Namazı Cemaatle Kılmak

By | 4 Kasım 2014

namazi-cemaatle-kilmakAbdullah ibn Mes’ud (radıyallâhu anh)’dan rivâyet edilmiştir:
“Kim yârın Allah’a, müslüman olarak kavuşmak isterse, namazlar için ezan okunan (her) yerde şu namazlara devam etsin! Çünkü Allah, Peygamberiniz (sallallâhu aleyhi ve sellem) için sünen-i hüdâ’yı (hidayet yollarını) meşru kılmıştır. Bu namazlar da, sünen-î hüdâdandır.
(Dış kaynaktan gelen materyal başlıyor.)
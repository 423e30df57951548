//! Core domain types for llmcost
//!
//! This module contains the fundamental types shared by every llmcost crate:
//! the raw catalog shape as it arrives over the wire, the uniform model record
//! it is normalized into, token counts supplied by the user, and the derived
//! cost breakdown.

use serde::{Deserialize, Serialize};
use std::fmt;

/// Number of tokens the per-million prices are quoted for
pub const TOKENS_PER_MILLION: f64 = 1_000_000.0;

/// Strongly-typed model identifier
///
/// Catalog ids look like `anthropic/claude-3-opus`. The id is opaque apart
/// from the namespace prefix used for provider inference.
///
/// # Examples
/// ```
/// use llmcost_core::types::ModelId;
///
/// let id = ModelId::new("openai/gpt-4o");
/// assert_eq!(id.as_str(), "openai/gpt-4o");
/// assert_eq!(id.namespace(), Some("openai"));
/// ```
#[derive(Debug, Clone, PartialEq, Eq, Hash, PartialOrd, Ord, Serialize, Deserialize)]
pub struct ModelId(String);

impl ModelId {
    /// Create a new ModelId from any string-like type
    pub fn new(id: impl Into<String>) -> Self {
        Self(id.into())
    }

    /// Get the inner string value
    pub fn as_str(&self) -> &str {
        &self.0
    }

    /// Text before the first `/`, if the id has one
    pub fn namespace(&self) -> Option<&str> {
        self.0.split_once('/').map(|(prefix, _)| prefix)
    }
}

impl fmt::Display for ModelId {
    fn fmt(&self, f: &mut fmt::Formatter<'_>) -> fmt::Result {
        write!(f, "{}", self.0)
    }
}

impl AsRef<str> for ModelId {
    fn as_ref(&self) -> &str {
        &self.0
    }
}

impl From<&str> for ModelId {
    fn from(id: &str) -> Self {
        Self::new(id)
    }
}

/// Pricing block of a raw catalog entry
///
/// Prices are per token and may arrive as JSON numbers or strings, so they
/// are kept as untyped values until the normalizer sanitizes them.
#[derive(Debug, Clone, Default, Serialize, Deserialize, PartialEq)]
pub struct RawPricing {
    /// Price per input (prompt) token
    #[serde(default)]
    pub prompt: Option<serde_json::Value>,
    /// Price per output (completion) token
    #[serde(default)]
    pub completion: Option<serde_json::Value>,
}

/// One element of the remote catalog, before normalization
///
/// Unknown fields are ignored; every known field is optional.
#[derive(Debug, Clone, Default, Serialize, Deserialize, PartialEq)]
pub struct RawCatalogEntry {
    /// Catalog identifier, e.g. `mistralai/mistral-large`
    #[serde(default)]
    pub id: String,
    /// Human-readable display name
    #[serde(default)]
    pub name: Option<String>,
    /// Per-token prices
    #[serde(default)]
    pub pricing: Option<RawPricing>,
    /// Context window length in tokens
    #[serde(default)]
    pub context_length: Option<serde_json::Value>,
}

/// Uniform, sanitized model record used everywhere past the normalizer
///
/// Prices are in the reference currency (USD) per million tokens and are
/// never negative. A `context_window` of `0` means unknown.
#[derive(Debug, Clone, Serialize, Deserialize, PartialEq)]
pub struct ModelRecord {
    /// Stable catalog identifier
    pub id: ModelId,
    /// Display name
    pub name: String,
    /// Inferred provider label, never empty
    pub provider: String,
    /// Input price in USD per million tokens
    pub input_price_per_million: f64,
    /// Output price in USD per million tokens
    pub output_price_per_million: f64,
    /// Context window in tokens, 0 when unknown
    pub context_window: u64,
}

/// Token counts for a single request
///
/// # Examples
/// ```
/// use llmcost_core::types::TokenCounts;
///
/// let tokens = TokenCounts::new(20_000, 100_000);
/// assert_eq!(tokens.total(), 120_000);
/// ```
#[derive(Debug, Default, Clone, Copy, Serialize, Deserialize, PartialEq, Eq)]
pub struct TokenCounts {
    /// Input (prompt) tokens
    pub input_tokens: u64,
    /// Output (completion) tokens
    pub output_tokens: u64,
}

impl TokenCounts {
    /// Create new TokenCounts
    pub fn new(input_tokens: u64, output_tokens: u64) -> Self {
        Self {
            input_tokens,
            output_tokens,
        }
    }

    /// Calculate total tokens, saturating at `u64::MAX`
    pub fn total(&self) -> u64 {
        self.input_tokens.saturating_add(self.output_tokens)
    }
}

/// Cost of one request against one model
///
/// Derived on every recomputation and never persisted.
/// `total_cost` is always exactly `input_cost + output_cost`.
#[derive(Debug, Clone, Serialize, Deserialize, PartialEq)]
pub struct CostBreakdown {
    /// The model the cost was computed for
    pub model: ModelRecord,
    /// Cost of the input tokens
    pub input_cost: f64,
    /// Cost of the output tokens
    pub output_cost: f64,
    /// Sum of input and output cost
    pub total_cost: f64,
}

impl CostBreakdown {
    /// Build a breakdown from its two components
    pub fn new(model: ModelRecord, input_cost: f64, output_cost: f64) -> Self {
        Self {
            model,
            input_cost,
            output_cost,
            total_cost: input_cost + output_cost,
        }
    }

    /// Scale every amount by a linear currency factor
    ///
    /// Both components are scaled first and the total is re-summed, so the
    /// exact-sum property holds in the target currency too.
    pub fn converted(&self, rate: f64) -> Self {
        let mut model = self.model.clone();
        model.input_price_per_million *= rate;
        model.output_price_per_million *= rate;
        Self::new(model, self.input_cost * rate, self.output_cost * rate)
    }

    /// Convenience accessor for the model id
    pub fn id(&self) -> &ModelId {
        &self.model.id
    }
}
//! CLI interface for llmcost
//!
//! This module defines the command-line interface using clap. All view and
//! pricing flags are global, so they can be given before or after the
//! subcommand. When the subcommand is omitted, it defaults to `compare`.
//!
//! # Example
//!
//! ```bash
//! # Cost of 50k input / 2k output tokens on every Anthropic model
//! llmcost --input-tokens 50000 --output-tokens 2000 --provider anthropic
//!
//! # Pin two models and chart them in euros
//! llmcost chart --select openai/gpt-4o --select anthropic/claude-3.5-sonnet -c eur
//!
//! # Inspect the local pricing cache
//! llmcost cache status
//! ```

use crate::app::{CacheLocation, Settings};
use clap::{Parser, Subcommand, ValueEnum};
use llmcost_core::error::{LlmCostError, Result};
use llmcost_core::types::TokenCounts;
use llmcost_core::view::{
    DEFAULT_CHART_CAP, ModelFilter, Selection, SortDirection, SortField, SortSpec, ViewState,
};
use llmcost_pricing::catalog::OPENROUTER_MODELS_URL;
use llmcost_pricing::currency::Currency;
use std::path::PathBuf;
use std::time::Duration;

/// Compare LLM API request costs across providers
#[derive(Parser, Debug, Clone)]
#[command(name = "llmcost")]
#[command(version, about, long_about = None)]
pub struct Cli {
    /// Number of input (prompt) tokens
    #[arg(long, short = 'i', default_value_t = 20_000, global = true)]
    pub input_tokens: u64,

    /// Number of output (completion) tokens
    #[arg(long, short = 'o', default_value_t = 100_000, global = true)]
    pub output_tokens: u64,

    /// Only show models from this provider (e.g. "OpenAI"; "All" shows every provider)
    #[arg(long, short = 'p', global = true)]
    pub provider: Option<String>,

    /// Only show models whose name or id contains this text
    #[arg(long, short = 's', global = true)]
    pub search: Option<String>,

    /// Column to sort by
    #[arg(long, value_enum, default_value = "total", global = true)]
    pub sort: SortKey,

    /// Sort in descending order
    #[arg(long, global = true)]
    pub desc: bool,

    /// Pin a model by id (repeatable); pinned models are listed first and charted
    #[arg(long = "select", value_name = "MODEL_ID", global = true)]
    pub select: Vec<String>,

    /// Show at most this many table rows
    #[arg(long, global = true)]
    pub limit: Option<usize>,

    /// Number of models in the automatic top-cost chart
    #[arg(long, default_value_t = DEFAULT_CHART_CAP, global = true)]
    pub chart_cap: usize,

    /// Currency to display costs in
    #[arg(long, short = 'c', env = "LLMCOST_CURRENCY", default_value = "usd", global = true)]
    pub currency: Currency,

    /// Output as JSON
    #[arg(long, global = true)]
    pub json: bool,

    /// Fetch fresh pricing even if the cache is still valid
    #[arg(long, global = true)]
    pub refresh: bool,

    /// Do not read or write the on-disk pricing cache (overrides --cache-dir)
    #[arg(long, global = true)]
    pub no_cache: bool,

    /// Directory for the pricing cache (defaults to the platform cache directory)
    #[arg(long, env = "LLMCOST_CACHE_DIR", global = true)]
    pub cache_dir: Option<PathBuf>,

    /// Seconds cached pricing stays fresh
    #[arg(long, env = "LLMCOST_CACHE_TTL", default_value_t = 3600, global = true)]
    pub cache_ttl: u64,

    /// Model catalog endpoint
    #[arg(long, env = "LLMCOST_CATALOG_URL", default_value = OPENROUTER_MODELS_URL, global = true)]
    pub catalog_url: String,

    /// HTTP timeout in seconds
    #[arg(long, default_value_t = 30, global = true)]
    pub timeout: u64,

    /// Show debug output
    #[arg(long, short = 'v', global = true, conflicts_with = "quiet")]
    pub verbose: bool,

    /// Only show errors
    #[arg(long, short = 'q', global = true)]
    pub quiet: bool,

    /// Subcommand to execute
    #[command(subcommand)]
    pub command: Option<Command>,
}

/// Available commands
#[derive(Subcommand, Debug, Clone, PartialEq, Eq)]
pub enum Command {
    /// Show the cost comparison table (default)
    Compare {
        /// Also draw the cost chart below the table
        #[arg(long)]
        chart: bool,
    },

    /// Show only the cost chart
    Chart,

    /// List provider labels with their model counts
    Providers,

    /// Inspect or clear the local pricing cache
    Cache {
        #[command(subcommand)]
        action: CacheAction,
    },
}

/// Pricing cache maintenance
#[derive(Subcommand, Debug, Clone, Copy, PartialEq, Eq)]
pub enum CacheAction {
    /// Show age and size of the cached catalog
    Status,
    /// Delete the cached catalog
    Clear,
}

/// Sortable columns
#[derive(Debug, Clone, Copy, PartialEq, Eq, ValueEnum)]
pub enum SortKey {
    Name,
    Provider,
    Input,
    Output,
    Total,
    Context,
}

impl From<SortKey> for SortField {
    fn from(key: SortKey) -> Self {
        match key {
            SortKey::Name => SortField::Name,
            SortKey::Provider => SortField::Provider,
            SortKey::Input => SortField::InputPrice,
            SortKey::Output => SortField::OutputPrice,
            SortKey::Total => SortField::TotalCost,
            SortKey::Context => SortField::ContextWindow,
        }
    }
}

impl Cli {
    /// Command to run, `compare` when none was given
    pub fn command(&self) -> Command {
        self.command
            .clone()
            .unwrap_or(Command::Compare { chart: false })
    }

    /// Log filter directive for the verbosity flags
    pub fn log_directive(&self) -> &'static str {
        if self.quiet {
            "error"
        } else if self.verbose {
            "llmcost=debug,llmcost_core=debug,llmcost_pricing=debug,llmcost_terminal=debug"
        } else {
            "warn"
        }
    }

    /// View state for the table and chart
    pub fn view_state(&self) -> ViewState {
        let mut filter = ModelFilter::new();
        if let Some(provider) = &self.provider {
            filter = filter.with_provider(provider.clone());
        }
        if let Some(search) = &self.search {
            filter = filter.with_search(search.clone());
        }

        let direction = if self.desc {
            SortDirection::Descending
        } else {
            SortDirection::Ascending
        };

        ViewState::new()
            .with_filter(filter)
            .with_sort(SortSpec {
                field: self.sort.into(),
                direction,
            })
            .with_selection(Selection::from_ids(self.select.iter().map(String::as_str)))
            .with_chart_cap(self.chart_cap)
    }

    /// Validate the flags and build runtime settings
    ///
    /// # Errors
    ///
    /// Returns `InvalidArgument` for a zero timeout, chart cap or row limit
    pub fn settings(&self) -> Result<Settings> {
        if self.timeout == 0 {
            return Err(LlmCostError::InvalidArgument(
                "--timeout must be at least 1 second".to_string(),
            ));
        }
        if self.chart_cap == 0 {
            return Err(LlmCostError::InvalidArgument(
                "--chart-cap must be at least 1".to_string(),
            ));
        }
        if self.limit == Some(0) {
            return Err(LlmCostError::InvalidArgument(
                "--limit must be at least 1".to_string(),
            ));
        }

        let cache = if self.no_cache {
            CacheLocation::Memory
        } else if let Some(dir) = &self.cache_dir {
            CacheLocation::Dir(dir.clone())
        } else {
            CacheLocation::Default
        };

        Ok(Settings {
            tokens: TokenCounts::new(self.input_tokens, self.output_tokens),
            view: self.view_state(),
            limit: self.limit,
            currency: self.currency,
            refresh: self.refresh,
            cache,
            cache_ttl: Duration::from_secs(self.cache_ttl),
            catalog_url: self.catalog_url.clone(),
            timeout: Duration::from_secs(self.timeout),
        })
    }
}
Eğer cemâati terkedip, namazı evinde kılanın yaptığı gibi siz de evlerinizde kılarsanız Peygamberinizin sünnetini terk etmiş olursunuz. Peygamberinizin sünnetini terk ederseniz, muhakkak sapıklığa düşersiniz. Hiç bir kimse yoktur ki, tertemiz abdestini alsın, sonra şu mescitlerden birine gitsin de Allah, ona attığı her adım karşılığında bir sevap yazmasın; her adım karşılığında onu bir derece yükseltmesin ve her adım karşılığında onun bir günâhını affetmesin! Doğrusu ben öyle günümüzü görmüşümdür ki, nifakı malum münâfıktan başka hiç birimiz cemâati terk etmiyordu. Doğrusu insan iki kişi arasında; bacakları yerde sürünerek (mescide) getirilir de saffa durdurulurdu.”
Sünnet, bağlayıcılığı açısından iki çeşittir:
1. Sünnet-i Hûda: Terk edilmeleri hoş karşılanmayan yani mekruh olanlardır. Cemaatla namaz kılmak, ezan, kamet bu tür sünnetlerdendir.
2. Sünnet-i Zevaid: Terki ayıplanmayan, kötü görülmeyen amellerdir. Rasulullah (sallallâhu aleyhi ve sellem)’in giymesi, ayakta durması ve oturmasındaki tavrı gibi.